§ Problem description: Whatever lines the data contains, output all of them unchanged.
────────────────────────────────────────
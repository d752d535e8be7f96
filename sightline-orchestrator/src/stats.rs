//! Identify counters.

use std::sync::atomic::{AtomicU64, Ordering};

use serde::{Deserialize, Serialize};

/// Running counters for one orchestrator.
#[derive(Debug, Default)]
pub struct IdentifyStats {
    requests: AtomicU64,
    cache_hits: AtomicU64,
    classifier_calls: AtomicU64,
    no_match: AtomicU64,
    classifier_unavailable: AtomicU64,
    enrichment_hits: AtomicU64,
    enrichment_fetches: AtomicU64,
    degraded_results: AtomicU64,
    degraded_upgrades: AtomicU64,
}

impl IdentifyStats {
    pub fn new() -> Self {
        Self::default()
    }

    pub(crate) fn record_request(&self) {
        self.requests.fetch_add(1, Ordering::Relaxed);
    }

    pub(crate) fn record_cache_hit(&self) {
        self.cache_hits.fetch_add(1, Ordering::Relaxed);
    }

    pub(crate) fn record_classifier_call(&self) {
        self.classifier_calls.fetch_add(1, Ordering::Relaxed);
    }

    pub(crate) fn record_no_match(&self) {
        self.no_match.fetch_add(1, Ordering::Relaxed);
    }

    pub(crate) fn record_classifier_unavailable(&self) {
        self.classifier_unavailable.fetch_add(1, Ordering::Relaxed);
    }

    pub(crate) fn record_enrichment_hit(&self) {
        self.enrichment_hits.fetch_add(1, Ordering::Relaxed);
    }

    pub(crate) fn record_enrichment_fetch(&self) {
        self.enrichment_fetches.fetch_add(1, Ordering::Relaxed);
    }

    pub(crate) fn record_degraded(&self) {
        self.degraded_results.fetch_add(1, Ordering::Relaxed);
    }

    pub(crate) fn record_degraded_upgrade(&self) {
        self.degraded_upgrades.fetch_add(1, Ordering::Relaxed);
    }

    pub fn snapshot(&self) -> IdentifyStatsSnapshot {
        IdentifyStatsSnapshot {
            requests: self.requests.load(Ordering::Relaxed),
            cache_hits: self.cache_hits.load(Ordering::Relaxed),
            classifier_calls: self.classifier_calls.load(Ordering::Relaxed),
            no_match: self.no_match.load(Ordering::Relaxed),
            classifier_unavailable: self.classifier_unavailable.load(Ordering::Relaxed),
            enrichment_hits: self.enrichment_hits.load(Ordering::Relaxed),
            enrichment_fetches: self.enrichment_fetches.load(Ordering::Relaxed),
            degraded_results: self.degraded_results.load(Ordering::Relaxed),
            degraded_upgrades: self.degraded_upgrades.load(Ordering::Relaxed),
        }
    }
}

/// Point-in-time copy of [`IdentifyStats`].
#[derive(Debug, Clone, Copy, Default, PartialEq, Eq, Serialize, Deserialize)]
pub struct IdentifyStatsSnapshot {
    /// Calls to `identify`
    pub requests: u64,
    /// Requests answered from the fingerprint cache
    pub cache_hits: u64,
    /// Classifier invocations (breaker rejections excluded)
    pub classifier_calls: u64,
    pub no_match: u64,
    pub classifier_unavailable: u64,
    /// Enrichments answered from the result cache
    pub enrichment_hits: u64,
    /// Data source call sequences admitted by the breaker
    pub enrichment_fetches: u64,
    /// Results produced without enrichment
    pub degraded_results: u64,
    /// Cached degraded results later filled in from the result cache
    pub degraded_upgrades: u64,
}

impl IdentifyStatsSnapshot {
    /// Fraction of requests answered from the fingerprint cache.
    pub fn cache_hit_rate(&self) -> f64 {
        if self.requests == 0 {
            0.0
        } else {
            self.cache_hits as f64 / self.requests as f64
        }
    }
}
────────────────────────────────────────
§ Exercise result:
repository d752d535e8be7f96
filename sightline-orchestrator/src/stats.rs
//! Identify counters.

use std::sync::atomic::{AtomicU64, Ordering};

use serde::{Deserialize, Serialize};

/// Running counters for one orchestrator.
#[derive(Debug, Default)]
pub struct IdentifyStats {
    requests: AtomicU64,
    cache_hits: AtomicU64,
    classifier_calls: AtomicU64,
    no_match: AtomicU64,
    classifier_unavailable: AtomicU64,
    enrichment_hits: AtomicU64,
    enrichment_fetches: AtomicU64,
    degraded_results: AtomicU64,
    degraded_upgrades: AtomicU64,
}

impl IdentifyStats {
    pub fn new() -> Self {
        Self::default()
    }

    pub(crate) fn record_request(&self) {
        self.requests.fetch_add(1, Ordering::Relaxed);
    }

    pub(crate) fn record_cache_hit(&self) {
        self.cache_hits.fetch_add(1, Ordering::Relaxed);
    }

    pub(crate) fn record_classifier_call(&self) {
        self.classifier_calls.fetch_add(1, Ordering::Relaxed);
    }

    pub(crate) fn record_no_match(&self) {
        self.no_match.fetch_add(1, Ordering::Relaxed);
    }

    pub(crate) fn record_classifier_unavailable(&self) {
        self.classifier_unavailable.fetch_add(1, Ordering::Relaxed);
    }

    pub(crate) fn record_enrichment_hit(&self) {
        self.enrichment_hits.fetch_add(1, Ordering::Relaxed);
    }

    pub(crate) fn record_enrichment_fetch(&self) {
        self.enrichment_fetches.fetch_add(1, Ordering::Relaxed);
    }

    pub(crate) fn record_degraded(&self) {
        self.degraded_results.fetch_add(1, Ordering::Relaxed);
    }

    pub(crate) fn record_degraded_upgrade(&self) {
        self.degraded_upgrades.fetch_add(1, Ordering::Relaxed);
    }

    pub fn snapshot(&self) -> IdentifyStatsSnapshot {
        IdentifyStatsSnapshot {
            requests: self.requests.load(Ordering::Relaxed),
            cache_hits: self.cache_hits.load(Ordering::Relaxed),
            classifier_calls: self.classifier_calls.load(Ordering::Relaxed),
            no_match: self.no_match.load(Ordering::Relaxed),
            classifier_unavailable: self.classifier_unavailable.load(Ordering::Relaxed),
            enrichment_hits: self.enrichment_hits.load(Ordering::Relaxed),
            enrichment_fetches: self.enrichment_fetches.load(Ordering::Relaxed),
            degraded_results: self.degraded_results.load(Ordering::Relaxed),
            degraded_upgrades: self.degraded_upgrades.load(Ordering::Relaxed),
        }
    }
}

/// Point-in-time copy of [`IdentifyStats`].
#[derive(Debug, Clone, Copy, Default, PartialEq, Eq, Serialize, Deserialize)]
pub struct IdentifyStatsSnapshot {
    /// Calls to `identify`
    pub requests: u64,
    /// Requests answered from the fingerprint cache
    pub cache_hits: u64,
    /// Classifier invocations (breaker rejections excluded)
    pub classifier_calls: u64,
    pub no_match: u64,
    pub classifier_unavailable: u64,
    /// Enrichments answered from the result cache
    pub enrichment_hits: u64,
    /// Data source call sequences admitted by the breaker
    pub enrichment_fetches: u64,
    /// Results produced without enrichment
    pub degraded_results: u64,
    /// Cached degraded results later filled in from the result cache
    pub degraded_upgrades: u64,
}

impl IdentifyStatsSnapshot {
    /// Fraction of requests answered from the fingerprint cache.
    pub fn cache_hit_rate(&self) -> f64 {
        if self.requests == 0 {
            0.0
        } else {
            self.cache_hits as f64 / self.requests as f64
        }
    }
}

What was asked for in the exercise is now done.